_TASK OBJECTIVE_
Scan the entries for lines with the word "Heating" and copy those lines.

(Saved entries)
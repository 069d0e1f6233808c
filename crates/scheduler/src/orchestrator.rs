//! Scheduler orchestrator: builds the event x lead-time schedule once at
//! startup and owns the timer registry for the process lifetime.

use std::sync::Arc;
use std::time::Duration;

use chrono::Utc;
use skywatch_core::{Event, EventSource, LeadTime, SubscriberStore};
use skywatch_notify::{dispatch, EmailTransport, MessageRenderer, SmsTransport};
use tracing::{debug, error, info};

use crate::error::SchedulerError;
use crate::fire_time::fire_at;
use crate::resolve::resolve;
use crate::timer::{TimerHandle, TimerRegistry};

/// Collaborators the scheduler needs, passed in explicitly at construction
/// so tests can substitute doubles without process-wide state.
pub struct SchedulerContext {
    pub events: Arc<dyn EventSource>,
    pub subscribers: Arc<dyn SubscriberStore>,
    pub email: Arc<dyn EmailTransport>,
    pub sms: Arc<dyn SmsTransport>,
    pub renderer: MessageRenderer,
}

/// Build lifecycle. `Running` is terminal: the schedule never goes back to
/// `Unbuilt`, and events added after the build require a restart.
#[derive(Debug, Clone, Copy, PartialEq, Eq)]
pub enum SchedulerState {
    Unbuilt,
    Building,
    Running,
}

/// The scheduling authority. Owns every timer handle it registers.
pub struct Scheduler {
    ctx: Arc<SchedulerContext>,
    lead_times: Vec<LeadTime>,
    registry: TimerRegistry,
    handles: Vec<TimerHandle>,
    state: SchedulerState,
}

impl Scheduler {
    pub fn new(ctx: SchedulerContext, lead_times: Vec<LeadTime>) -> Self {
        Self {
            ctx: Arc::new(ctx),
            lead_times,
            registry: TimerRegistry::new(),
            handles: Vec::new(),
            state: SchedulerState::Unbuilt,
        }
    }

    /// Load all events once and register a one-shot timer for every
    /// event x lead-time pair whose fire time is still in the future.
    ///
    /// Pairs already elapsed are skipped at info level; they are expected
    /// during catch-up restarts, not errors. Returns the number of timers
    /// registered.
    pub async fn build_schedule(&mut self) -> Result<usize, SchedulerError> {
        if self.state != SchedulerState::Unbuilt {
            return Err(SchedulerError::AlreadyBuilt);
        }
        if self.lead_times.is_empty() {
            return Err(SchedulerError::EmptyCatalog);
        }
        self.state = SchedulerState::Building;

        let events = self
            .ctx
            .events
            .list_events()
            .await
            .map_err(SchedulerError::EventSource)?;

        let now = Utc::now();
        let mut skipped = 0usize;

        for event in events {
            for lead_time in &self.lead_times {
                let fire = fire_at(event.start_time, lead_time);
                if fire <= now {
                    info!(
                        category = %event.category,
                        lead_time = %lead_time,
                        fire_at = %fire,
                        "fire time already elapsed, skipping"
                    );
                    skipped += 1;
                    continue;
                }

                let ctx = Arc::clone(&self.ctx);
                let label = lead_time.label();
                let handle = self
                    .registry
                    .schedule(fire, now, move || run_tick(ctx, event, label));
                self.handles.push(handle);
            }
        }

        self.state = SchedulerState::Running;
        info!(
            timers = self.handles.len(),
            skipped,
            "schedule built"
        );
        Ok(self.handles.len())
    }

    pub fn state(&self) -> SchedulerState {
        self.state
    }

    /// Number of registered timers (future pairs only).
    pub fn scheduled_count(&self) -> usize {
        self.handles.len()
    }

    /// Graceful shutdown: in-flight dispatches get up to `grace` to
    /// complete, pending timers are cancelled.
    pub async fn shutdown(self, grace: Duration) {
        info!(timers = self.handles.len(), "scheduler shutting down");
        self.registry.drain(self.handles, grace).await;
    }
}

/// One tick: resolve subscribers from the current snapshot, render the
/// message, dispatch. Every failure is confined to this tick; sibling
/// timers and the orchestrator never see it.
async fn run_tick(ctx: Arc<SchedulerContext>, event: Event, lead_time_label: String) {
    debug!(category = %event.category, lead_time = %lead_time_label, "tick fired");

    let subscribers = match resolve(ctx.subscribers.as_ref(), event.category, &lead_time_label).await
    {
        Ok(subscribers) => subscribers,
        Err(e) => {
            error!(
                category = %event.category,
                lead_time = %lead_time_label,
                error = %e,
                "subscriber resolution failed, abandoning tick"
            );
            return;
        }
    };

    if subscribers.is_empty() {
        debug!(
            category = %event.category,
            lead_time = %lead_time_label,
            "no interested subscribers"
        );
        return;
    }

    let message = match ctx
        .renderer
        .render(event.category, &lead_time_label, event.start_time)
    {
        Ok(message) => message,
        Err(e) => {
            error!(
                category = %event.category,
                lead_time = %lead_time_label,
                error = %e,
                "message rendering failed, abandoning tick"
            );
            return;
        }
    };

    let report = dispatch(
        &subscribers,
        &message,
        ctx.email.as_ref(),
        ctx.sms.as_ref(),
    )
    .await;

    info!(
        category = %event.category,
        lead_time = %lead_time_label,
        email_attempted = report.email.attempted,
        email_failed = report.email.failed,
        sms_attempted = report.sms.attempted,
        sms_failed = report.sms.failed,
        "tick dispatched"
    );
}
#[derive(Clone, Copy, Debug, Deserialize_enum_str, PartialEq, Eq)]
pub enum FuelType {
    #[serde(rename = "mains elec")]
    Electricity,
    #[serde(rename = "mains gas")]
    Gas,
}

#[derive(Clone, Copy, Debug, PartialEq)]
pub struct FuelStage {
    /// in W
    pub capacity: f64,
    pub efficiency: f64,
    /// Electrical power of fans and controls of a gas stage, in W
    pub parasitic_electric_load: f64,
}

fn fuel_output(fuel: FuelType, heat_input: f64, parasitic: f64, output: &mut CoilOutput) {
    match fuel {
        FuelType::Electricity => output.electrical_power = heat_input,
        FuelType::Gas => {
            output.fuel_rate = heat_input;
            output.electrical_power = parasitic;
        }
    }
}

/// Electric or gas heater with several stages.
#[derive(Clone, Debug)]
pub struct MultiStageFuelCoil {
    name: String,
    fuel: FuelType,
    stages: Vec<FuelStage>,
    last: CoilOutput,
}

impl MultiStageFuelCoil {
    pub fn new(name: &str, fuel: FuelType, stages: Vec<FuelStage>) -> anyhow::Result<Self> {
        if stages.is_empty() {
            bail!("Heating coil '{name}' has no stages");
        }
        if stages.iter().any(|stage| stage.efficiency <= 0.) {
            bail!("Heating coil '{name}' has a stage with a non-positive efficiency");
        }
        Ok(Self {
            name: name.to_owned(),
            fuel,
            stages,
            last: Default::default(),
        })
    }

    pub fn number_of_stages(&self) -> usize {
        self.stages.len()
    }
}

impl Coil for MultiStageFuelCoil {
    fn simulate(
        &mut self,
        inlet: &AirNode,
        request: CoilRequest,
        _outdoor: &OutdoorConditions,
    ) -> anyhow::Result<CoilOutput> {
        let mut output = CoilOutput::idle(inlet);

        let (heat, heat_input, runtime_fraction) = match request {
            CoilRequest::Off => (0., 0., 0.),
            CoilRequest::Staged {
                speed,
                speed_ratio,
                part_load_fraction,
                ..
            } => {
                let capacities: Vec<f64> = self.stages.iter().map(|s| s.capacity).collect();
                let inputs: Vec<f64> = self
                    .stages
                    .iter()
                    .map(|s| s.capacity / s.efficiency)
                    .collect();
                (
                    staged_value(&capacities, speed, speed_ratio, part_load_fraction),
                    staged_value(&inputs, speed, speed_ratio, part_load_fraction),
                    if speed <= 1 { part_load_fraction } else { 1. },
                )
            }
            CoilRequest::Load(load) => {
                let top = self.stages[self.stages.len() - 1];
                let heat = max_of_2(0., min_of_2(load, top.capacity));
                let runtime_fraction = if top.capacity > 0. {
                    heat / top.capacity
                } else {
                    0.
                };
                (heat, heat / top.efficiency, runtime_fraction)
            }
            CoilRequest::Fluid { .. } => {
                bail!("Heating coil '{}' does not take a heating fluid", self.name)
            }
        };

        if inlet.has_flow() && heat > 0. {
            output.outlet = condition_air(inlet, heat, 0.);
            output.total_capacity = heat;
            output.sensible_capacity = heat;
            output.runtime_fraction = runtime_fraction;
            let parasitic = self.stages[0].parasitic_electric_load * runtime_fraction;
            fuel_output(self.fuel, heat_input, parasitic, &mut output);
        }

        self.last = output;
        Ok(output)
    }

    fn last_output(&self) -> &CoilOutput {
        &self.last
    }
}

/// Single-stage electric or gas heater, modulating to meet a load.
#[derive(Clone, Debug)]
pub struct FuelCoil {
    name: String,
    fuel: FuelType,
    stage: FuelStage,
    last: CoilOutput,
}

impl FuelCoil {
    pub fn new(name: &str, fuel: FuelType, stage: FuelStage) -> anyhow::Result<Self> {
        if stage.efficiency <= 0. {
            bail!("Heating coil '{name}' has a non-positive efficiency");
        }
        Ok(Self {
            name: name.to_owned(),
            fuel,
            stage,
            last: Default::default(),
        })
    }

    pub fn capacity(&self) -> f64 {
        self.stage.capacity
    }
}

impl Coil for FuelCoil {
    fn simulate(
        &mut self,
        inlet: &AirNode,
        request: CoilRequest,
        _outdoor: &OutdoorConditions,
    ) -> anyhow::Result<CoilOutput> {
        let mut output = CoilOutput::idle(inlet);

        let heat = match request {
            CoilRequest::Off => 0.,
            CoilRequest::Load(load) => max_of_2(0., min_of_2(load, self.stage.capacity)),
            CoilRequest::Staged {
                part_load_fraction, ..
            } => clamp_fraction(part_load_fraction) * self.stage.capacity,
            CoilRequest::Fluid { .. } => {
                bail!("Heating coil '{}' does not take a heating fluid", self.name)
            }
        };

        if inlet.has_flow() && heat > 0. {
            let runtime_fraction = heat / self.stage.capacity;
            output.outlet = condition_air(inlet, heat, 0.);
            output.total_capacity = heat;
            output.sensible_capacity = heat;
            output.runtime_fraction = runtime_fraction;
            fuel_output(
                self.fuel,
                heat / self.stage.efficiency,
                self.stage.parasitic_electric_load * runtime_fraction,
                &mut output,
            );
        }

        self.last = output;
        Ok(output)
    }

    fn last_output(&self) -> &CoilOutput {
        &self.last
    }
}

/// Hot water coil modelled with a constant effectiveness.
#[derive(Clone, Debug)]
pub struct HotWaterCoil {
    name: String,
    max_water_mass_flow_rate: f64,
    inlet_water_temperature: f64,
    effectiveness: f64,
    last: CoilOutput,
}

impl HotWaterCoil {
    /// Arguments:
    /// * `max_water_mass_flow_rate` - in kg/s
    /// * `inlet_water_temperature` - supply water temperature, in degC
    /// * `effectiveness` - heat exchanger effectiveness, between 0 and 1
    pub fn new(
        name: &str,
        max_water_mass_flow_rate: f64,
        inlet_water_temperature: f64,
        effectiveness: f64,
    ) -> Self {
        Self {
            name: name.to_owned(),
            max_water_mass_flow_rate,
            inlet_water_temperature,
            effectiveness: clamp_fraction(effectiveness),
            last: Default::default(),
        }
    }

    pub fn max_water_mass_flow_rate(&self) -> f64 {
        self.max_water_mass_flow_rate
    }
}

impl Coil for HotWaterCoil {
    fn simulate(
        &mut self,
        inlet: &AirNode,
        request: CoilRequest,
        _outdoor: &OutdoorConditions,
    ) -> anyhow::Result<CoilOutput> {
        let mut output = CoilOutput::idle(inlet);

        let (water_flow, load) = match request {
            CoilRequest::Off => (0., None),
            CoilRequest::Staged {
                part_load_fraction, ..
            } => (
                self.max_water_mass_flow_rate * clamp_fraction(part_load_fraction),
                None,
            ),
            CoilRequest::Fluid {
                mass_flow_rate,
                load,
            } => (
                max_of_2(0., min_of_2(mass_flow_rate, self.max_water_mass_flow_rate)),
                load,
            ),
            CoilRequest::Load(_) => {
                bail!("Hot water coil '{}' is controlled by its water flow", self.name)
            }
        };

        if inlet.has_flow() && water_flow > 0. {
            let water_capacity_rate = HOT_WATER.capacity_rate(water_flow);
            let air_capacity_rate = inlet.mass_flow_rate * inlet.specific_heat();
            let mut heat = max_of_2(
                0.,
                self.effectiveness
                    * min_of_2(water_capacity_rate, air_capacity_rate)
                    * (self.inlet_water_temperature - inlet.temperature),
            );
            if let Some(load) = load {
                heat = max_of_2(0., min_of_2(heat, load));
            }
            output.outlet = condition_air(inlet, heat, 0.);
            output.total_capacity = heat;
            output.sensible_capacity = heat;
            output.fluid_mass_flow_rate = water_flow;
            output.runtime_fraction = 1.;
        }

        self.last = output;
        Ok(output)
    }

    fn last_output(&self) -> &CoilOutput {
        &self.last
    }
}

/// Steam coil condensing all the steam supplied to it.
#[derive(Clone, Debug)]
pub struct SteamCoil {
    name: String,
    max_steam_mass_flow_rate: f64,
    last: CoilOutput,
}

_ANSWER BOX_
            bail!("Heating coil '{name}' has no stages");
            bail!("Heating coil '{name}' has a stage with a non-positive efficiency");
                bail!("Heating coil '{}' does not take a heating fluid", self.name)
            bail!("Heating coil '{name}' has a non-positive efficiency");
                bail!("Heating coil '{}' does not take a heating fluid", self.name)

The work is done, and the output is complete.